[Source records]
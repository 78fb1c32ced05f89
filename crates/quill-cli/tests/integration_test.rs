//! Integration tests for quill.
//!
//! These drive the composer against real suggestion sources rooted in a
//! temporary workspace, without a terminal.

use quill_core::{
    normalize, references, ChatInput, Config, ConfigStore, InputEvent, Key, QuillError,
    Reference, SuggestionHandler, SuggestionRequest, Trigger,
};
use quill_suggest::SuggestionRegistry;
use std::fs;
use std::path::Path;
use std::sync::{Arc, Mutex};

// -- Handler that queues requests for the test to answer --

#[derive(Clone, Default)]
struct Queue {
    requests: Arc<Mutex<Vec<SuggestionRequest>>>,
}

impl SuggestionHandler for Queue {
    fn request_suggestions(&mut self, request: &SuggestionRequest) -> Result<(), QuillError> {
        self.requests.lock().unwrap().push(request.clone());
        Ok(())
    }
}

fn workspace() -> tempfile::TempDir {
    let dir = tempfile::tempdir().unwrap();
    fs::create_dir_all(dir.path().join("src")).unwrap();
    fs::write(dir.path().join("src/main.rs"), "fn main() {}").unwrap();
    fs::write(dir.path().join("src/lib.rs"), "").unwrap();
    fs::write(dir.path().join("README.md"), "# demo").unwrap();
    dir
}

fn registry(root: &Path) -> SuggestionRegistry {
    let mut registry = SuggestionRegistry::new();
    quill_suggest::register_all(&mut registry, &Config::default(), root);
    registry
}

fn type_str(input: &mut ChatInput, text: &str) {
    for c in text.chars() {
        input.handle_key(Key::Char(c));
    }
}

/// Answer every queued request, oldest first.
async fn answer_all(queue: &Queue, registry: &SuggestionRegistry, input: &mut ChatInput) {
    let pending: Vec<SuggestionRequest> = queue.requests.lock().unwrap().drain(..).collect();
    for request in pending {
        let suggestions = registry.suggest(&request).await.unwrap_or_default();
        input.receive_suggestions(&request, suggestions);
    }
}

// -- Integration tests --

#[tokio::test]
async fn test_file_reference_end_to_end() {
    let dir = workspace();
    let registry = registry(dir.path());
    let queue = Queue::default();
    let mut input = ChatInput::new(&Config::default()).with_handler(Box::new(queue.clone()));

    type_str(&mut input, "look at #main");
    answer_all(&queue, &registry, &mut input).await;

    let index = input
        .session()
        .suggestions()
        .iter()
        .position(|s| s.value == "file:src/main.rs")
        .expect("main.rs is suggested");
    assert!(input.accept(index));
    assert_eq!(input.value(), "look at #file:src/main.rs ");
    assert!(!input.session().is_active());

    input.drain_events();
    input.handle_key(Key::Enter);
    let sent: Vec<String> = input
        .drain_events()
        .into_iter()
        .filter_map(|e| match e {
            InputEvent::Send { value } => Some(value),
            _ => None,
        })
        .collect();
    assert_eq!(sent.len(), 1);
    assert_eq!(
        references(&sent[0]),
        vec![Reference::File("src/main.rs".to_string())]
    );
}

#[tokio::test]
async fn test_agent_mention_end_to_end() {
    let dir = workspace();
    let registry = registry(dir.path());
    let queue = Queue::default();
    let mut input = ChatInput::new(&Config::default()).with_handler(Box::new(queue.clone()));

    type_str(&mut input, "@sea");
    answer_all(&queue, &registry, &mut input).await;
    assert_eq!(
        input.session().suggestions().first().map(|s| s.name.as_str()),
        Some("search")
    );

    input.handle_key(Key::Enter);
    assert_eq!(input.value(), "@search ");
    type_str(&mut input, "why?");
    assert_eq!(input.value(), "@search why?");
    assert_eq!(
        references(input.value()),
        vec![Reference::Mention("search".to_string())]
    );
}

#[tokio::test]
async fn test_stale_answer_is_ignored() {
    let dir = workspace();
    let registry = registry(dir.path());
    let queue = Queue::default();
    let mut input = ChatInput::new(&Config::default()).with_handler(Box::new(queue.clone()));

    type_str(&mut input, "#lib");
    let stale = SuggestionRequest::new(Trigger::Hashtag, "li");
    let answer = registry.suggest(&stale).await.unwrap();
    assert!(!input.receive_suggestions(&stale, answer));
}

#[tokio::test]
async fn test_unknown_root_yields_no_suggestions() {
    let registry = registry(Path::new("/definitely/not/here"));
    let request = SuggestionRequest::new(Trigger::Hashtag, "x");
    assert!(registry.suggest(&request).await.is_err());
}

#[test]
fn test_loaded_value_round_trips() {
    let value = "ask @reasoner about #file:src/lib.rs\nand #dir:src";
    let mut input = ChatInput::new(&Config::default());
    input.set_initial_value(value);
    assert_eq!(input.value(), normalize(value));
    assert_eq!(normalize(input.value()), input.value());
    assert_eq!(
        references(input.value()),
        vec![
            Reference::Mention("reasoner".to_string()),
            Reference::File("src/lib.rs".to_string()),
            Reference::Dir("src".to_string()),
        ]
    );
}

#[test]
fn test_config_store_round_trip() {
    let dir = tempfile::tempdir().unwrap();
    let store = ConfigStore::at(dir.path().join("config.json"));
    let config = Config {
        placeholder: "Say something".to_string(),
        max_suggestions: 3,
        ..Config::default()
    };
    store.save(&config).unwrap();

    let loaded = store.load();
    assert_eq!(loaded.placeholder, "Say something");
    assert_eq!(loaded.max_suggestions, 3);
    assert_eq!(loaded.agents.len(), config.agents.len());
}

* _Problem_
Each line above that contains the word "InputEvent" should be copied.

* _Solution to this exercise_
    normalize, references, ChatInput, Config, ConfigStore, InputEvent, Key, QuillError,
            InputEvent::Send { value } => Some(value),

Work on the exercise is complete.